*** Opening of GIVEN INFORMATION ***
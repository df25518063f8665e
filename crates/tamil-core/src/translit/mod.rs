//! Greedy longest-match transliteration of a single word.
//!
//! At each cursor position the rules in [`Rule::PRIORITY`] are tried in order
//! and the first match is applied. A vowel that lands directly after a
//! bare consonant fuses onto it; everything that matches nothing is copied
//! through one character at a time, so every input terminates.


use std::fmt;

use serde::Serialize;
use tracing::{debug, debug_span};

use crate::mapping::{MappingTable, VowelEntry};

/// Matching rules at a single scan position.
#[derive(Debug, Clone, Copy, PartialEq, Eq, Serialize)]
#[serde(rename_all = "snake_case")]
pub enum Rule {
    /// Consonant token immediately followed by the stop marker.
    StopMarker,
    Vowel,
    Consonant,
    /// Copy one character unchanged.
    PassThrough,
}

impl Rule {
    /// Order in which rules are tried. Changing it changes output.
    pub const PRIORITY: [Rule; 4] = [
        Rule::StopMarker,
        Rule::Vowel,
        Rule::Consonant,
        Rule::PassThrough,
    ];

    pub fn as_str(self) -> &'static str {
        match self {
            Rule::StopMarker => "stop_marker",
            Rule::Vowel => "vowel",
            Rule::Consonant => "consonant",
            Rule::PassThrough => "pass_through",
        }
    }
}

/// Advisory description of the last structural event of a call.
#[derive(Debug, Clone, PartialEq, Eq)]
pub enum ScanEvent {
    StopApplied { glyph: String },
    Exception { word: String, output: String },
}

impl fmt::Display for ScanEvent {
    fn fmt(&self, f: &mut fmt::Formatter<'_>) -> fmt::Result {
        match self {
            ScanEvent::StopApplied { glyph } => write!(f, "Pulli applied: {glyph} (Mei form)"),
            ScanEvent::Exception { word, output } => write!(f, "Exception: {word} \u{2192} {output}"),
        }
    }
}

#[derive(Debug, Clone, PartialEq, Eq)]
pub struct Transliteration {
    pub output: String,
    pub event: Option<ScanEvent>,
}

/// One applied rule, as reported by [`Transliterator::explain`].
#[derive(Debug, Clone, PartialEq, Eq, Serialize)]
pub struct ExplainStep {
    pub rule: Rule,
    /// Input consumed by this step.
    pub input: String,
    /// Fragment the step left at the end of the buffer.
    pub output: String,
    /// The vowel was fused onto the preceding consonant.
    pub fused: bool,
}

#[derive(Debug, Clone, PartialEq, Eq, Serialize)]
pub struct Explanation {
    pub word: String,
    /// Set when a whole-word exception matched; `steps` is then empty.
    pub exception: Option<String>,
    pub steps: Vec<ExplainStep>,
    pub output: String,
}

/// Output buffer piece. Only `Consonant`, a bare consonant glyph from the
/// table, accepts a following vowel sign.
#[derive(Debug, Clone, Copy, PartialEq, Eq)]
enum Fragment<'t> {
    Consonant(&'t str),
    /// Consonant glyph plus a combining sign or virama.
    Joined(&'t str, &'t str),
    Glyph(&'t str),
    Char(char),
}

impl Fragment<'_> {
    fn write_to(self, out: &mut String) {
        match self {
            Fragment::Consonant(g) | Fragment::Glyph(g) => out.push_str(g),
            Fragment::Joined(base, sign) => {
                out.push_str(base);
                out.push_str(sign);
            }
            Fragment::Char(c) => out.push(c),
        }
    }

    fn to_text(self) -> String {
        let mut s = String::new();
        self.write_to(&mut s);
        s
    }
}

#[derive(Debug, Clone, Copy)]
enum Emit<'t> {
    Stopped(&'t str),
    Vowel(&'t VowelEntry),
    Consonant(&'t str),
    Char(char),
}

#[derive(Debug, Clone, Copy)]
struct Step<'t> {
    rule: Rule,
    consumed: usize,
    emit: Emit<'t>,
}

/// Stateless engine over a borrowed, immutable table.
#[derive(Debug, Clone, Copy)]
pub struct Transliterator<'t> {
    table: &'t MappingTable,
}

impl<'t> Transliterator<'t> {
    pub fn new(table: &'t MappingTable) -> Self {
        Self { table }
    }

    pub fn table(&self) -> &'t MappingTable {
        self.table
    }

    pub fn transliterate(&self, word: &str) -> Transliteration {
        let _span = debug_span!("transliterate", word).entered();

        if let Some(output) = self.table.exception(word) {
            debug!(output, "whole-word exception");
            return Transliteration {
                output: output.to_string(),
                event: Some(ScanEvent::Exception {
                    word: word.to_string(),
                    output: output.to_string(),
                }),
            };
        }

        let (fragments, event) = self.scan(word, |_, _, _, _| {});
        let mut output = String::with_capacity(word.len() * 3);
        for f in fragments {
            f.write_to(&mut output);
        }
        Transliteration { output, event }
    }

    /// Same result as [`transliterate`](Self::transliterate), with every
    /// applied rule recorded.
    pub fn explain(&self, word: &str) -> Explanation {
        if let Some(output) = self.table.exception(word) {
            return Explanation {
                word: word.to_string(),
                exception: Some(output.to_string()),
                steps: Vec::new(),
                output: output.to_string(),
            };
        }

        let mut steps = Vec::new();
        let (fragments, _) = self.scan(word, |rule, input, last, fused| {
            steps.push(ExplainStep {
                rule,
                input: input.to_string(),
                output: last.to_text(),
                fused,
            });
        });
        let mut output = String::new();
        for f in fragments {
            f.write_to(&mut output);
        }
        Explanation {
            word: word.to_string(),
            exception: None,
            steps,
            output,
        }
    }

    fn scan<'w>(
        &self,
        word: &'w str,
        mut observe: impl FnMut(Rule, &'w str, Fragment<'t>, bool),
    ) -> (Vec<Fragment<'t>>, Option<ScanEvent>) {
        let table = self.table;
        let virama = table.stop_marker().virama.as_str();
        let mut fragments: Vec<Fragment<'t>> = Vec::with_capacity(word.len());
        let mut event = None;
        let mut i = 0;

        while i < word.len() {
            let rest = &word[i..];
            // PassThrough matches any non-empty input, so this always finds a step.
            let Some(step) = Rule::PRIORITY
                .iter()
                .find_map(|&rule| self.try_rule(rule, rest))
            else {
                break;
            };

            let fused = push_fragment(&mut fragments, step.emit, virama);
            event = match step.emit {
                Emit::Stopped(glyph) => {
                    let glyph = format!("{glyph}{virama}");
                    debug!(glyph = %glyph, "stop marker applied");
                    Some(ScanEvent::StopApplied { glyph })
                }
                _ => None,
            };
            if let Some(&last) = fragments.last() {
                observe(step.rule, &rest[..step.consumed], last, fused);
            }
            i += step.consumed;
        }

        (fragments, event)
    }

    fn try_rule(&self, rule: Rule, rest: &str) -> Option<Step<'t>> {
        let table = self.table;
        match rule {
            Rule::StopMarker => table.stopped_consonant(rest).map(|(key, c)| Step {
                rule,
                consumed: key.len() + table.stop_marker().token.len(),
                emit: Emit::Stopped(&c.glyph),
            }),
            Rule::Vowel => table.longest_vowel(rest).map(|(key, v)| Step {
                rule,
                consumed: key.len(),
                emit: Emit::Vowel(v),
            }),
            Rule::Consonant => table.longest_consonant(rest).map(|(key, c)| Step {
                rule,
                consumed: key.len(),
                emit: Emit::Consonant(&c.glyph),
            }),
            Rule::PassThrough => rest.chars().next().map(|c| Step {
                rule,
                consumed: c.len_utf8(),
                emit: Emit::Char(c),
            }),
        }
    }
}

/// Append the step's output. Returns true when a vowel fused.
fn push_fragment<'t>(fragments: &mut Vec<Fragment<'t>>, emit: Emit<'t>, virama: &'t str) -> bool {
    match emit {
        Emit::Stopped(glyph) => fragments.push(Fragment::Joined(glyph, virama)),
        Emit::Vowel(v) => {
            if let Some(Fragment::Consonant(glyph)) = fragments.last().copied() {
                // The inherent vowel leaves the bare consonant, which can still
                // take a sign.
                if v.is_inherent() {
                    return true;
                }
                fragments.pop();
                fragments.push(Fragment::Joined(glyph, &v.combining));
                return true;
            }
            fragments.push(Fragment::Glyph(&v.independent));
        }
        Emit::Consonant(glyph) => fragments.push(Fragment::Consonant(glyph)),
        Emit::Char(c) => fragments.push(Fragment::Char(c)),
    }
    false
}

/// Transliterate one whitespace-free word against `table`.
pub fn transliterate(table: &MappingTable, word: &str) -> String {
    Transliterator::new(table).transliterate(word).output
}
*** Close of GIVEN INFORMATION ***
*** Opening of GIVEN INFORMATION ***
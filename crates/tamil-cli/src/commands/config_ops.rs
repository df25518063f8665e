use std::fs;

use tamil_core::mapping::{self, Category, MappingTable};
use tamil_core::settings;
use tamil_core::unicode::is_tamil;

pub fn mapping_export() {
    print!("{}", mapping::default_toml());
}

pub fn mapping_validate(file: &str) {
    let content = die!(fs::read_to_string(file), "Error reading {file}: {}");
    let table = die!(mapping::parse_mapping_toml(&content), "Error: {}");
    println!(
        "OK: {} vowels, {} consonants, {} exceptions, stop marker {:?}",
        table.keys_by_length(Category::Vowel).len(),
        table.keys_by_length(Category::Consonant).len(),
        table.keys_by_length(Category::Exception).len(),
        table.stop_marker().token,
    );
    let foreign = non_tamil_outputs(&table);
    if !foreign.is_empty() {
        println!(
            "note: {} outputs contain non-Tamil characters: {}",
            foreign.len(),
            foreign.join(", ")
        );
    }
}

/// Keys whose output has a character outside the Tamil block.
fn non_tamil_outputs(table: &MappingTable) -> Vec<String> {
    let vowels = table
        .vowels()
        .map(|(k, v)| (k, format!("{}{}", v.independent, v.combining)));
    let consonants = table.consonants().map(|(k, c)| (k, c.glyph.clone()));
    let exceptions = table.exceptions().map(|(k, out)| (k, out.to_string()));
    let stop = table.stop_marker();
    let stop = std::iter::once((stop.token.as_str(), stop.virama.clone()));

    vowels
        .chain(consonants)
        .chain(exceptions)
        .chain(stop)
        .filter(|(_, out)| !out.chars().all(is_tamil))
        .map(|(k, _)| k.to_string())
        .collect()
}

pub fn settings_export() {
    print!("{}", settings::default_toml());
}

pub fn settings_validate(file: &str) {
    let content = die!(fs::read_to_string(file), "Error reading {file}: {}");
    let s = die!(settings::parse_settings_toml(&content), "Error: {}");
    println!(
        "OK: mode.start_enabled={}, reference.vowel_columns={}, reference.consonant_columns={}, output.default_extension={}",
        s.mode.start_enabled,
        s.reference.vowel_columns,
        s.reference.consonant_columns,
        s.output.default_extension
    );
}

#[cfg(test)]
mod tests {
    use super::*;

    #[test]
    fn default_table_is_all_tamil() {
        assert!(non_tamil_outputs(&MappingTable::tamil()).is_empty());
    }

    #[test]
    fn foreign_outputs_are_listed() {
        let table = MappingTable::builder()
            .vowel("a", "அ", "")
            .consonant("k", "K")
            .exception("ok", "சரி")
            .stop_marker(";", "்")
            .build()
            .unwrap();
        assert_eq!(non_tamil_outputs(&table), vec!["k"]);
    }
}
*** Close of GIVEN INFORMATION ***
*** Opening of GIVEN INFORMATION ***
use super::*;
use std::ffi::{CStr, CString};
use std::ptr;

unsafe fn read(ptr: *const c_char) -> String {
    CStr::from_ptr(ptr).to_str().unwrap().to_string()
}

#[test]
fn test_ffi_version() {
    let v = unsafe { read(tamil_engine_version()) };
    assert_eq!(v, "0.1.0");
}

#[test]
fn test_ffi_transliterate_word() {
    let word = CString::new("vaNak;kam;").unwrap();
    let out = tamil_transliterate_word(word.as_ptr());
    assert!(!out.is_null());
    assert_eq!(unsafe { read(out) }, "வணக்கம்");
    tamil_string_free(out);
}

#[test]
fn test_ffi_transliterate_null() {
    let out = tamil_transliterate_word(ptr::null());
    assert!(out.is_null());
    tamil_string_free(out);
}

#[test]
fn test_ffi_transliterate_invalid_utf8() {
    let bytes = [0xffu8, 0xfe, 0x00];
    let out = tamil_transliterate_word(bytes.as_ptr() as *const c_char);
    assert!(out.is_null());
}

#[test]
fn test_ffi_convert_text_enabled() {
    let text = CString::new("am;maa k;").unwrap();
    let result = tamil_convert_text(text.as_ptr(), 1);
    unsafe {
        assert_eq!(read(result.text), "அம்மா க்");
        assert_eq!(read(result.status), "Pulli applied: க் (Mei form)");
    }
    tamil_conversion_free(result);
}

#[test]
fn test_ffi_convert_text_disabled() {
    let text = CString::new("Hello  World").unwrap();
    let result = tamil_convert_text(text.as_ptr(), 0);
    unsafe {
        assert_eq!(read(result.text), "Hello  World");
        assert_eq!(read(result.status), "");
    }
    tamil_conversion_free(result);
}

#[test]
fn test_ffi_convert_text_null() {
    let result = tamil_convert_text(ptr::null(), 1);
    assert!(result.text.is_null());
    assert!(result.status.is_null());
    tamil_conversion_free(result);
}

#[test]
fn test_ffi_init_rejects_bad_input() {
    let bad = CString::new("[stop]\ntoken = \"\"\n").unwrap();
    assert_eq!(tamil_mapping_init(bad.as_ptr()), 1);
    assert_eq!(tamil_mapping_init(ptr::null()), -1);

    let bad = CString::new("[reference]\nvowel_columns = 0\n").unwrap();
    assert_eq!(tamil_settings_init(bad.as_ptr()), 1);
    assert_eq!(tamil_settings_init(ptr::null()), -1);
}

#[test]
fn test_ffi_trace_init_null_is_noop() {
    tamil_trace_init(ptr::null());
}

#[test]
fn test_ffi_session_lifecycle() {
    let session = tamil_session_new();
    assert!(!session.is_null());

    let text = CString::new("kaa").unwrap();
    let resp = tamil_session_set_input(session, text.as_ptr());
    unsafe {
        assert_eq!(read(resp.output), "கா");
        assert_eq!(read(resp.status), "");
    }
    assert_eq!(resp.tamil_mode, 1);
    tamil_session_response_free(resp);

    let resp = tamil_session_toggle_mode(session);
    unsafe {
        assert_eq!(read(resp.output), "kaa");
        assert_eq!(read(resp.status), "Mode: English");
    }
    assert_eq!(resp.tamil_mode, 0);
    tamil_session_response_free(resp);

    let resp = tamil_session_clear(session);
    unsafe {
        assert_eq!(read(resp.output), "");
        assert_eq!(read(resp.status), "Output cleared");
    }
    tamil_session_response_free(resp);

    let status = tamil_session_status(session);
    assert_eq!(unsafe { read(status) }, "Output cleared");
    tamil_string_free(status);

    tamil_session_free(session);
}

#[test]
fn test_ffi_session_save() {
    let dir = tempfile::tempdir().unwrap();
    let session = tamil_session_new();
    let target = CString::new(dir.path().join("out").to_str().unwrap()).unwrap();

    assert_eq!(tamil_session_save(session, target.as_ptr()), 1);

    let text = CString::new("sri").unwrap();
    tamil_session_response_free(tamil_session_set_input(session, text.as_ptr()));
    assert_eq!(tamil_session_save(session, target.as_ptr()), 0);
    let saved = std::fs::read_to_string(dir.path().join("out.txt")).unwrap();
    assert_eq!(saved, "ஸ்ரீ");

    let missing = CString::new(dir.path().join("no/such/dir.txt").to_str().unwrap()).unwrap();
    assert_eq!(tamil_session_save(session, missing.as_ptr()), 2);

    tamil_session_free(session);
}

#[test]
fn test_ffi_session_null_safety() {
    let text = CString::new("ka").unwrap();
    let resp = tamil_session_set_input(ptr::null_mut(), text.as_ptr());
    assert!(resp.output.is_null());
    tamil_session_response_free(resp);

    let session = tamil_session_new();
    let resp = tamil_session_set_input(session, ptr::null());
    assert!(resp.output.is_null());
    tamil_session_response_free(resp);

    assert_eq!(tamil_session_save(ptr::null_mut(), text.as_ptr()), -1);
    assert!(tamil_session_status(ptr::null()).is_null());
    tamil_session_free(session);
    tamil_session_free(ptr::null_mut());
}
*** Close of GIVEN INFORMATION ***
▶ _ABOUT THIS EXERCISE_: Return the count of lines in the entries above that include the word "saved", without any added text.

▶ _EXERCISE SOLUTION_: 2